Without those numbers, I have to admit, I'm a bit underwhelmed by what I read, aside from the levels of carcinogins in sidestream smoke. But I admit that I did not do an exhaustive reading of the materials at hand.


AndrewPrice said...

shawn, A couple points. First, don't lose track of the fact that this is about what the public believes. In that regard, my point is that reputable science has drawn this link -- not Hollywood. And the public has accepted it along with the other reasons the public opposes smoking. So when the issue came up of the rights of smokers v. nonsmokers, the nonsmokers acted rationally and in their self-interest, not irrationally in a manner Hollywood had told them against the evidence.

In terms of the studies themselves, the reason I pointed to the CDC is that the CDC is not a group who will pick a random study and declare the issue solved... they are not a politicized agency.

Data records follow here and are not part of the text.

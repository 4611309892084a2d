//! File locking and atomic writes for the data directory
//!
//! Every mutation of `.rota/ledger.json` runs while holding an exclusive
//! fs2 lock on `.rota/ledger.lock`, and replaces the file with a
//! temp-then-rename write so readers never observe a partial ledger.

use std::fs::{self, File, OpenOptions};
use std::io::{self, Write};
use std::path::Path;
use std::time::{Duration, Instant};

use fs2::FileExt;
use ulid::Ulid;

use crate::error::{Error, Result};

/// Default lock timeout in milliseconds
pub const DEFAULT_LOCK_TIMEOUT_MS: u64 = 5000;

const LOCK_RETRY_INTERVAL_MS: u64 = 25;

fn is_lock_contended(err: &io::Error) -> bool {
    if err.kind() == io::ErrorKind::WouldBlock {
        return true;
    }

    // Windows reports sharing violations instead of WouldBlock.
    #[cfg(windows)]
    {
        matches!(err.raw_os_error(), Some(32) | Some(33))
    }
    #[cfg(not(windows))]
    {
        false
    }
}

fn open_lock_file(path: &Path) -> Result<File> {
    if let Some(parent) = path.parent() {
        fs::create_dir_all(parent)?;
    }
    Ok(OpenOptions::new()
        .read(true)
        .write(true)
        .create(true)
        .truncate(false)
        .open(path)?)
}

/// Exclusive lock guard, released on drop
pub struct FileLock {
    file: File,
}

impl FileLock {
    /// Wait up to `timeout_ms` for the lock, creating the file if needed.
    pub fn acquire(path: impl AsRef<Path>, timeout_ms: u64) -> Result<Self> {
        let path = path.as_ref();
        let file = open_lock_file(path)?;

        let start = Instant::now();
        let timeout = Duration::from_millis(timeout_ms);
        let retry_interval = Duration::from_millis(LOCK_RETRY_INTERVAL_MS);

        loop {
            match file.try_lock_exclusive() {
                Ok(()) => {
                    return Ok(FileLock { file });
                }
                Err(e) if is_lock_contended(&e) => {
                    if start.elapsed() >= timeout {
                        tracing::warn!(path = %path.display(), timeout_ms, "lock wait timed out");
                        return Err(Error::LockFailed(path.to_path_buf()));
                    }
                    std::thread::sleep(retry_interval);
                }
                Err(e) => return Err(Error::Io(e)),
            }
        }
    }
}

impl Drop for FileLock {
    fn drop(&mut self) {
        let _ = self.file.unlock();
    }
}

/// Replace `path` with `data` via a temp file in the same directory.
///
/// Does not lock; callers writing shared state hold a [`FileLock`].
pub fn write_atomic(path: impl AsRef<Path>, data: &[u8]) -> Result<()> {
    let path = path.as_ref();
    if let Some(parent) = path.parent() {
        fs::create_dir_all(parent)?;
    }

    let file_name = path
        .file_name()
        .and_then(|n| n.to_str())
        .unwrap_or("data");
    let temp_path = path.with_file_name(format!(".{}.{}.tmp", file_name, Ulid::new()));

    let result = (|| -> Result<()> {
        let mut temp_file = File::create(&temp_path)?;
        temp_file.write_all(data)?;
        temp_file.sync_all()?;
        drop(temp_file);
        fs::rename(&temp_path, path)?;
        Ok(())
    })();

    if result.is_err() {
        let _ = fs::remove_file(&temp_path);
    }
    result
}

#[cfg(test)]
mod tests {
    use super::*;
    use std::sync::atomic::{AtomicUsize, Ordering};
    use std::sync::{Arc, Barrier};
    use std::thread;
    use tempfile::TempDir;

    #[test]
    fn lock_is_exclusive_until_dropped() {
        let temp_dir = TempDir::new().unwrap();
        let lock_path = temp_dir.path().join("ledger.lock");

        let lock = FileLock::acquire(&lock_path, 1000).unwrap();
        assert!(lock_path.exists());
        assert!(FileLock::acquire(&lock_path, 20).is_err());

        drop(lock);
        assert!(FileLock::acquire(&lock_path, 20).is_ok());
    }

    #[test]
    fn timeout_returns_lock_failed() {
        let temp_dir = TempDir::new().unwrap();
        let lock_path = temp_dir.path().join("timeout.lock");

        let _lock = FileLock::acquire(&lock_path, 1000).unwrap();
        let result = FileLock::acquire(&lock_path, 50);
        assert!(matches!(result, Err(Error::LockFailed(_))));
    }

    #[test]
    fn atomic_write_replaces_content_and_leaves_no_temp() {
        let temp_dir = TempDir::new().unwrap();
        let file_path = temp_dir.path().join("nested").join("ledger.json");

        write_atomic(&file_path, b"{\"v\":1}").unwrap();
        write_atomic(&file_path, b"{\"v\":2}").unwrap();

        assert_eq!(fs::read_to_string(&file_path).unwrap(), "{\"v\":2}");
        let leftovers: Vec<_> = fs::read_dir(file_path.parent().unwrap())
            .unwrap()
            .filter_map(|e| e.ok())
            .filter(|e| e.file_name().to_string_lossy().ends_with(".tmp"))
            .collect();
        assert!(leftovers.is_empty());
    }

    #[test]
    fn stress_single_lock_holder() {
        let temp_dir = TempDir::new().unwrap();
        let lock_path = temp_dir.path().join("stress.lock");

        let threads = 12;
        let barrier = Arc::new(Barrier::new(threads));
        let in_lock = Arc::new(AtomicUsize::new(0));
        let max_concurrent = Arc::new(AtomicUsize::new(0));

        let handles: Vec<_> = (0..threads)
            .map(|_| {
                let barrier = Arc::clone(&barrier);
                let in_lock = Arc::clone(&in_lock);
                let max_concurrent = Arc::clone(&max_concurrent);
                let lock_path = lock_path.clone();
                thread::spawn(move || {
                    barrier.wait();
                    let _lock = FileLock::acquire(&lock_path, 5000).unwrap();
                    let current = in_lock.fetch_add(1, Ordering::SeqCst) + 1;
                    max_concurrent.fetch_max(current, Ordering::SeqCst);
                    thread::sleep(Duration::from_millis(5));
                    in_lock.fetch_sub(1, Ordering::SeqCst);
                })
            })
            .collect();

        for handle in handles {
            handle.join().unwrap();
        }
        assert_eq!(max_concurrent.load(Ordering::SeqCst), 1);
    }
}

They are generally very conservative/cautious in terms of what they will accept officially and they fund lots of genuine studies to investigate medical issues. I have clients who do a lot of work for them (and NIH) on an incredible range of issues. And in this case, the issue of the risk of smoking and then second hand smoke has been studied hundreds (if not thousands) of times, in a great many countries, and the results remain consistent over and over.

So the reason I point to them is to point out that while the pro-smoking side points to a couple people who speak very carefully about "conclusively proven," the other side had tens of thousands of doctors and researchers who have all reached the opposite conclusion both from studies and decades of personal observations and the consensus is so uniform that agencies like the CDC have decided to accept the consensus.

In terms of the effect, a lot of it is what you would expect -- the further you are, the less harm. That's the nature of pollution generally... distance equals safety. But if you are in something like an airplane, a restaurant, a bar, or a bus, then distance becomes impossible to achieve, so again the nonsmokers are acting rational. In terms of mortality rate, keep in mind that small numbers add up fast when you're talking about 310 million people. 1% of that is three million people. Moreover, people tend to assume that they will be one of the 1%, so there is bias toward safety in the public's mindset.

In terms of why they would do observational studies, it's because no one is going to be willing to expose themselves to possible death to conduct a more thorough study. Besides, if you do that, then people scream, "But lab conditions are like real life!" So they study real life and look for statistical patterns, i.e. children of smokers having more lung cancer.

On the legal stuff, what that means is entirely procedural. It means the cigarette companies could not sue the EPA to drop the report because the report was not a final agency action. Basically, you can't sue an agency to stop its internal workings. You can only sue it when it takes a final official act, e.g. when it issues a new regulation.

Think of it this way. It would be like suing McDonalds because they put the mustard too close to the ketchup in the kitchen. You can't do that. If the burger turns out with too much mustard, then you could sue and you could point to the way the kitchen is arranged as negligence, but you can't pre-sue to change what you think is negligent behavior that will lead to something you don't like. That's basically what they were doing here. And the court ruling said they need to wait until the EPA acts on the report before they can challenge its validity in court.

AndrewPrice said...

And to be clear, I'm not a fan of consensus in science because that's most often used as a means to politicize something. But in this case, when everyone reaches the same result except a handful of industry tests done to sabotage the science, the consensus of evidence is that there is something to this.